Parallels Plesk SSO XML External Entity and Cross-site scripting
Description
Parallels Plesk Panel is a commercial web hosting control panel that includes Single Sign-On (SSO) functionality for simplified application access and password management. A vulnerability in the Plesk SSO implementation allows attackers to exploit XML External Entity (XXE) injection and Cross-Site Scripting (XSS) flaws. The XXE vulnerability occurs when the application processes untrusted XML input without proper validation, allowing attackers to reference external entities. This vulnerability affects the SSO authentication mechanism and can be exploited remotely without authentication.
Remediation
Immediately disable the vulnerable SSO feature in Parallels Plesk Panel until a patched version can be installed.
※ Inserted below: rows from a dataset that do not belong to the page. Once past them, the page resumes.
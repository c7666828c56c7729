//! A row of titled tabs above the body of whichever tab is active
use crate::component::Component;
use crate::theme;
use crossterm::event::{Event, KeyCode, KeyEvent, KeyEventKind, KeyModifiers};
use ratatui::{
    buffer::Buffer,
    layout::{Constraint, Layout, Rect},
    style::Style,
    text::{Line, Span},
    widgets::{Block, Widget},
};

/// Digit keys `1` through this number jump straight to a tab
const MAX_NUMBERED_TABS: usize = 9;

#[derive(Clone, Debug, Eq, PartialEq)]
pub struct Tab<C> {
    title: String,
    child: C,
}

impl<C> Tab<C> {
    pub fn new<S: Into<String>>(title: S, child: C) -> Tab<C> {
        Tab {
            title: title.into(),
            child,
        }
    }

    pub fn title(&self) -> &str {
        &self.title
    }

    pub fn child(&self) -> &C {
        &self.child
    }

    pub fn child_mut(&mut self) -> &mut C {
        &mut self.child
    }
}

#[derive(Clone, Copy, Debug, Eq, PartialEq)]
pub struct TabStyles {
    pub tab: Style,
    pub active_tab: Style,
    pub indicator: Style,
    pub indicator_left: &'static str,
    pub indicator_right: &'static str,
    pub separator: &'static str,
    pub border: Style,
}

impl Default for TabStyles {
    fn default() -> TabStyles {
        TabStyles {
            tab: theme::UNFOCUSED_STYLE,
            active_tab: theme::ACTIVE_TAB_STYLE,
            indicator: theme::ACTIVE_INDICATOR_STYLE,
            indicator_left: "=",
            indicator_right: "=",
            separator: "│",
            border: theme::BORDER_STYLE,
        }
    }
}

#[derive(Clone, Debug, Eq, PartialEq)]
pub enum TabsNotification<E> {
    TabChanged { index: usize },
    Child(E),
}

#[derive(Clone, Debug, Eq, PartialEq)]
pub struct Tabs<C> {
    pages: Vec<Tab<C>>,
    active: usize,
    wraparound: bool,
    width: u16,
    height: u16,
    styles: TabStyles,
}

impl<C> Tabs<C> {
    pub fn new(tabs: Vec<Tab<C>>) -> Tabs<C> {
        Tabs {
            pages: tabs,
            active: 0,
            wraparound: false,
            width: 0,
            height: 0,
            styles: TabStyles::default(),
        }
    }

    pub fn wraparound(mut self, wraparound: bool) -> Tabs<C> {
        self.wraparound = wraparound;
        self
    }

    pub fn styles(mut self, styles: TabStyles) -> Tabs<C> {
        self.styles = styles;
        self
    }

    pub fn width(mut self, width: u16) -> Tabs<C> {
        self.width = width;
        self
    }

    pub fn height(mut self, height: u16) -> Tabs<C> {
        self.height = height;
        self
    }

    pub fn body_width(&self) -> u16 {
        self.width
    }

    pub fn body_height(&self) -> u16 {
        self.height
    }

    pub fn len(&self) -> usize {
        self.pages.len()
    }

    pub fn is_empty(&self) -> bool {
        self.pages.is_empty()
    }

    pub fn active(&self) -> usize {
        self.active
    }

    pub fn tabs(&self) -> &[Tab<C>] {
        &self.pages
    }

    pub fn active_tab(&self) -> Option<&Tab<C>> {
        self.pages.get(self.active)
    }

    pub fn active_child_mut(&mut self) -> Option<&mut C> {
        self.pages.get_mut(self.active).map(Tab::child_mut)
    }

    pub fn children_mut(&mut self) -> impl Iterator<Item = &mut C> {
        self.pages.iter_mut().map(Tab::child_mut)
    }

    /// Activates tab `index`, clamped to the last tab
    pub fn set_tab(&mut self, index: usize) {
        self.active = index.min(self.pages.len().saturating_sub(1));
    }

    pub fn next_tab(&mut self) {
        let i = self.active.saturating_add(1);
        if i >= self.pages.len() && self.wraparound {
            self.set_tab(0);
        } else {
            self.set_tab(i);
        }
    }

    pub fn previous_tab(&mut self) {
        match self.active.checked_sub(1) {
            Some(i) => self.set_tab(i),
            None if self.wraparound => self.set_tab(self.pages.len().saturating_sub(1)),
            None => self.set_tab(0),
        }
    }

    /// Applies a tab-switching key.  Returns `false` if `key` is not one.
    fn switch_tab(&mut self, key: &KeyEvent) -> bool {
        match (key.code, key.modifiers) {
            (KeyCode::BackTab, _) | (KeyCode::Left, KeyModifiers::CONTROL) => self.previous_tab(),
            (KeyCode::Tab, KeyModifiers::NONE) | (KeyCode::Right, KeyModifiers::CONTROL) => {
                self.next_tab();
            }
            (KeyCode::Char(c), KeyModifiers::NONE) => {
                let Some(n) = c.to_digit(10).and_then(|n| usize::try_from(n).ok()) else {
                    return false;
                };
                if n == 0 || n > MAX_NUMBERED_TABS || n > self.pages.len() {
                    return false;
                }
                self.set_tab(n - 1);
            }
            _ => return false,
        }
        true
    }

    fn header(&self) -> Line<'static> {
        let pad = |s: &str| " ".repeat(Span::raw(s).width());
        let styles = &self.styles;
        let mut spans = Vec::new();
        for (i, tab) in self.pages.iter().enumerate() {
            if i > 0 {
                spans.push(Span::styled(styles.separator, styles.border));
            }
            let title = format!(" {} ", tab.title);
            if i == self.active {
                spans.push(Span::styled(styles.indicator_left, styles.indicator));
                spans.push(Span::styled(title, styles.active_tab));
                spans.push(Span::styled(styles.indicator_right, styles.indicator));
            } else {
                spans.push(Span::raw(pad(styles.indicator_left)));
                spans.push(Span::styled(title, styles.tab));
                spans.push(Span::raw(pad(styles.indicator_right)));
            }
        }
        Line::from(spans)
    }
}

impl<C: Component> Tabs<C> {
    /// Tab-switching keys are consumed here.  Other key events go to the
    /// active child only, and every other event goes to all children.
    pub fn update(&mut self, event: &Event) -> Vec<TabsNotification<C::Effect>> {
        match event {
            Event::Key(key) if key.kind != KeyEventKind::Release => {
                let before = self.active;
                if self.switch_tab(key) {
                    return if self.active != before {
                        log::debug!("switched to tab {}", self.active);
                        vec![TabsNotification::TabChanged { index: self.active }]
                    } else {
                        Vec::new()
                    };
                }
                match self.active_child_mut() {
                    Some(child) => child
                        .handle_event(event)
                        .into_iter()
                        .map(TabsNotification::Child)
                        .collect(),
                    None => Vec::new(),
                }
            }
            Event::Key(_) => Vec::new(),
            _ => {
                if let Event::Resize(width, height) = *event {
                    self.width = width.saturating_sub(2);
                    self.height = height;
                }
                self.children_mut()
                    .flat_map(|child| child.handle_event(event))
                    .map(TabsNotification::Child)
                    .collect()
            }
        }
    }
}

impl<C: Component> Component for Tabs<C> {
    type Effect = TabsNotification<C::Effect>;

    fn handle_event(&mut self, event: &Event) -> Vec<Self::Effect> {
        self.update(event)
    }

    fn render(&self, area: Rect, buf: &mut Buffer) {
        let [header_area, body_area] =
            Layout::vertical([Constraint::Length(1), Constraint::Fill(1)]).areas(area);
        self.header().render(header_area, buf);
        let block = Block::bordered().border_style(self.styles.border);
        let inner = block.inner(body_area);
        block.render(body_area, buf);
        if let Some(tab) = self.active_tab() {
            tab.child.render(inner, buf);
        }
    }
}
To disable SSO, execute the following command on the server:
~# /usr/local/psa/bin/sso --disable
After disabling SSO, verify the change by checking the SSO status:
~# /usr/local/psa/bin/sso --status
Contact Parallels support to obtain and install the latest security updates for Plesk Panel that address these vulnerabilities. Once updated to a patched version, SSO can be safely re-enabled if needed. Additionally, review server logs for any suspicious XML processing activity or unauthorized file access attempts that may indicate prior exploitation. Implement network-level restrictions to limit access to the Plesk control panel to trusted IP addresses only.